## Problem requirements:
In full and without alteration, print the entries that follow.

(Data entries)
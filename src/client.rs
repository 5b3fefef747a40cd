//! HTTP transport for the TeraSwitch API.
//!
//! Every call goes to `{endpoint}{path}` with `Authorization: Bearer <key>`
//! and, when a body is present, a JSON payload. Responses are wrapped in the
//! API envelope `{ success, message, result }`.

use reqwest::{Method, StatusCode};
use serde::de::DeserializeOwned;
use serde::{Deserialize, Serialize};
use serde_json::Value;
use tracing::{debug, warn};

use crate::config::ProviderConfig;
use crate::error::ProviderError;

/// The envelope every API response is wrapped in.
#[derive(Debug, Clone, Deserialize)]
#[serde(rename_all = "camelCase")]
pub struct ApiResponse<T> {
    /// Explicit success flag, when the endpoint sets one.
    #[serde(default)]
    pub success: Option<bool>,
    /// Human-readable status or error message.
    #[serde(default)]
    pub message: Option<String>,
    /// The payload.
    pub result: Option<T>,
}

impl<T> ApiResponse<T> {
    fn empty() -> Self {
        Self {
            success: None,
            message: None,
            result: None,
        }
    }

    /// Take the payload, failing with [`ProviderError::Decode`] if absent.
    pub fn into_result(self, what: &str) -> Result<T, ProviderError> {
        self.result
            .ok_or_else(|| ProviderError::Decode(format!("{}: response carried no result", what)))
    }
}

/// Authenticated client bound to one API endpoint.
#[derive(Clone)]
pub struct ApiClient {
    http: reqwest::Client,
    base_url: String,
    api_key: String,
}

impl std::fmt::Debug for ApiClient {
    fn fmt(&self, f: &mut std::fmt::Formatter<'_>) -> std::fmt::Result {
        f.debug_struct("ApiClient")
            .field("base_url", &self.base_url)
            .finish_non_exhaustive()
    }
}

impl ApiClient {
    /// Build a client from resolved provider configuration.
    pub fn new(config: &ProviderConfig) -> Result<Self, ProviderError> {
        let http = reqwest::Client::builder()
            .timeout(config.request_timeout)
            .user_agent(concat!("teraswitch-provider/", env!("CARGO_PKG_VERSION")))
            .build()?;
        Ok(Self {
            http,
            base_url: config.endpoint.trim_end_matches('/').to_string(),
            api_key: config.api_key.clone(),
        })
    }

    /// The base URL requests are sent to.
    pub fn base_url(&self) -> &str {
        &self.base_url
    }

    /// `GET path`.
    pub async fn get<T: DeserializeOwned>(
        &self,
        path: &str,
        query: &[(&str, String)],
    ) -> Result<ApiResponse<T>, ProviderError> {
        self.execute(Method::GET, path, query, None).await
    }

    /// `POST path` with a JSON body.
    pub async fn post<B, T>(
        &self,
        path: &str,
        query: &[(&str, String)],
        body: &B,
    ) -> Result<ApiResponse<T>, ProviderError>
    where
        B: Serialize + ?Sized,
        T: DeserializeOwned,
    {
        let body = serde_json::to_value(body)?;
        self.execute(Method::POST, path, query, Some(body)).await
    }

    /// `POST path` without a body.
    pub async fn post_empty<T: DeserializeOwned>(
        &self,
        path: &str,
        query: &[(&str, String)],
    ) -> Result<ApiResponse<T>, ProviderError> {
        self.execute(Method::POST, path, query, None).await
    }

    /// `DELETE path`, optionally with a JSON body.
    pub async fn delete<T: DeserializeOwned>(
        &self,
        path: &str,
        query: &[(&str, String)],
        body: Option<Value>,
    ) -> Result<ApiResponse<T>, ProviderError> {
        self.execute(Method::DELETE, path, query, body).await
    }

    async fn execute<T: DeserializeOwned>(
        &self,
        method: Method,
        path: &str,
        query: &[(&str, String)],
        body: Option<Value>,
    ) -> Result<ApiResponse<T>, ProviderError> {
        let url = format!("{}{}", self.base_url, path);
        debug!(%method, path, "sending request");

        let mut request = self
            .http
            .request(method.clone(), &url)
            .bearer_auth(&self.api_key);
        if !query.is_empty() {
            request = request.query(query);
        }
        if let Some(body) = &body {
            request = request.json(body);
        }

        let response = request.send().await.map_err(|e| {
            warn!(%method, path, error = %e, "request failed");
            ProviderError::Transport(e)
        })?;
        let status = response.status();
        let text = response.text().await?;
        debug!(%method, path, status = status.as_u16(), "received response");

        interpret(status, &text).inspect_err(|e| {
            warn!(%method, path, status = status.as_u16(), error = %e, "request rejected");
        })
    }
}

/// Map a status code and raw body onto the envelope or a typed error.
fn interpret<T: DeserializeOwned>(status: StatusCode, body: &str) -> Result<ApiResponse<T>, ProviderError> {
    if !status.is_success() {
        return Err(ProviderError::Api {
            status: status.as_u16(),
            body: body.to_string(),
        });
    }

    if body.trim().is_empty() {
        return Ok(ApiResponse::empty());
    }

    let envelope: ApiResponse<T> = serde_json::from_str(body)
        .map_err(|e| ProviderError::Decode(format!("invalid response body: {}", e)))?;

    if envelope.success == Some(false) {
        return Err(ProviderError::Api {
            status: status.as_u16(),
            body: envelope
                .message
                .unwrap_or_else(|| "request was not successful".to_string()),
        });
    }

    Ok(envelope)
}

## Answer to this exercise:
filename src/client.rs
repository 5b3fefef747a40cd
//! HTTP transport for the TeraSwitch API.
//!
//! Every call goes to `{endpoint}{path}` with `Authorization: Bearer <key>`
//! and, when a body is present, a JSON payload. Responses are wrapped in the
//! API envelope `{ success, message, result }`.

use reqwest::{Method, StatusCode};
use serde::de::DeserializeOwned;
use serde::{Deserialize, Serialize};
use serde_json::Value;
use tracing::{debug, warn};

use crate::config::ProviderConfig;
use crate::error::ProviderError;

/// The envelope every API response is wrapped in.
#[derive(Debug, Clone, Deserialize)]
#[serde(rename_all = "camelCase")]
pub struct ApiResponse<T> {
    /// Explicit success flag, when the endpoint sets one.
    #[serde(default)]
    pub success: Option<bool>,
    /// Human-readable status or error message.
    #[serde(default)]
    pub message: Option<String>,
    /// The payload.
    pub result: Option<T>,
}

impl<T> ApiResponse<T> {
    fn empty() -> Self {
        Self {
            success: None,
            message: None,
            result: None,
        }
    }

    /// Take the payload, failing with [`ProviderError::Decode`] if absent.
    pub fn into_result(self, what: &str) -> Result<T, ProviderError> {
        self.result
            .ok_or_else(|| ProviderError::Decode(format!("{}: response carried no result", what)))
    }
}

/// Authenticated client bound to one API endpoint.
#[derive(Clone)]
pub struct ApiClient {
    http: reqwest::Client,
    base_url: String,
    api_key: String,
}

impl std::fmt::Debug for ApiClient {
    fn fmt(&self, f: &mut std::fmt::Formatter<'_>) -> std::fmt::Result {
        f.debug_struct("ApiClient")
            .field("base_url", &self.base_url)
            .finish_non_exhaustive()
    }
}

impl ApiClient {
    /// Build a client from resolved provider configuration.
    pub fn new(config: &ProviderConfig) -> Result<Self, ProviderError> {
        let http = reqwest::Client::builder()
            .timeout(config.request_timeout)
            .user_agent(concat!("teraswitch-provider/", env!("CARGO_PKG_VERSION")))
            .build()?;
        Ok(Self {
            http,
            base_url: config.endpoint.trim_end_matches('/').to_string(),
            api_key: config.api_key.clone(),
        })
    }

    /// The base URL requests are sent to.
    pub fn base_url(&self) -> &str {
        &self.base_url
    }

    /// `GET path`.
    pub async fn get<T: DeserializeOwned>(
        &self,
        path: &str,
        query: &[(&str, String)],
    ) -> Result<ApiResponse<T>, ProviderError> {
        self.execute(Method::GET, path, query, None).await
    }

    /// `POST path` with a JSON body.
    pub async fn post<B, T>(
        &self,
        path: &str,
        query: &[(&str, String)],
        body: &B,
    ) -> Result<ApiResponse<T>, ProviderError>
    where
        B: Serialize + ?Sized,
        T: DeserializeOwned,
    {
        let body = serde_json::to_value(body)?;
        self.execute(Method::POST, path, query, Some(body)).await
    }

    /// `POST path` without a body.
    pub async fn post_empty<T: DeserializeOwned>(
        &self,
        path: &str,
        query: &[(&str, String)],
    ) -> Result<ApiResponse<T>, ProviderError> {
        self.execute(Method::POST, path, query, None).await
    }

    /// `DELETE path`, optionally with a JSON body.
    pub async fn delete<T: DeserializeOwned>(
        &self,
        path: &str,
        query: &[(&str, String)],
        body: Option<Value>,
    ) -> Result<ApiResponse<T>, ProviderError> {
        self.execute(Method::DELETE, path, query, body).await
    }

    async fn execute<T: DeserializeOwned>(
        &self,
        method: Method,
        path: &str,
        query: &[(&str, String)],
        body: Option<Value>,
    ) -> Result<ApiResponse<T>, ProviderError> {
        let url = format!("{}{}", self.base_url, path);
        debug!(%method, path, "sending request");

        let mut request = self
            .http
            .request(method.clone(), &url)
            .bearer_auth(&self.api_key);
        if !query.is_empty() {
            request = request.query(query);
        }
        if let Some(body) = &body {
            request = request.json(body);
        }

        let response = request.send().await.map_err(|e| {
            warn!(%method, path, error = %e, "request failed");
            ProviderError::Transport(e)
        })?;
        let status = response.status();
        let text = response.text().await?;
        debug!(%method, path, status = status.as_u16(), "received response");

        interpret(status, &text).inspect_err(|e| {
            warn!(%method, path, status = status.as_u16(), error = %e, "request rejected");
        })
    }
}

/// Map a status code and raw body onto the envelope or a typed error.
fn interpret<T: DeserializeOwned>(status: StatusCode, body: &str) -> Result<ApiResponse<T>, ProviderError> {
    if !status.is_success() {
        return Err(ProviderError::Api {
            status: status.as_u16(),
            body: body.to_string(),
        });
    }

    if body.trim().is_empty() {
        return Ok(ApiResponse::empty());
    }

    let envelope: ApiResponse<T> = serde_json::from_str(body)
        .map_err(|e| ProviderError::Decode(format!("invalid response body: {}", e)))?;

    if envelope.success == Some(false) {
        return Err(ProviderError::Api {
            status: status.as_u16(),
            body: envelope
                .message
                .unwrap_or_else(|| "request was not successful".to_string()),
        });
    }

    Ok(envelope)
}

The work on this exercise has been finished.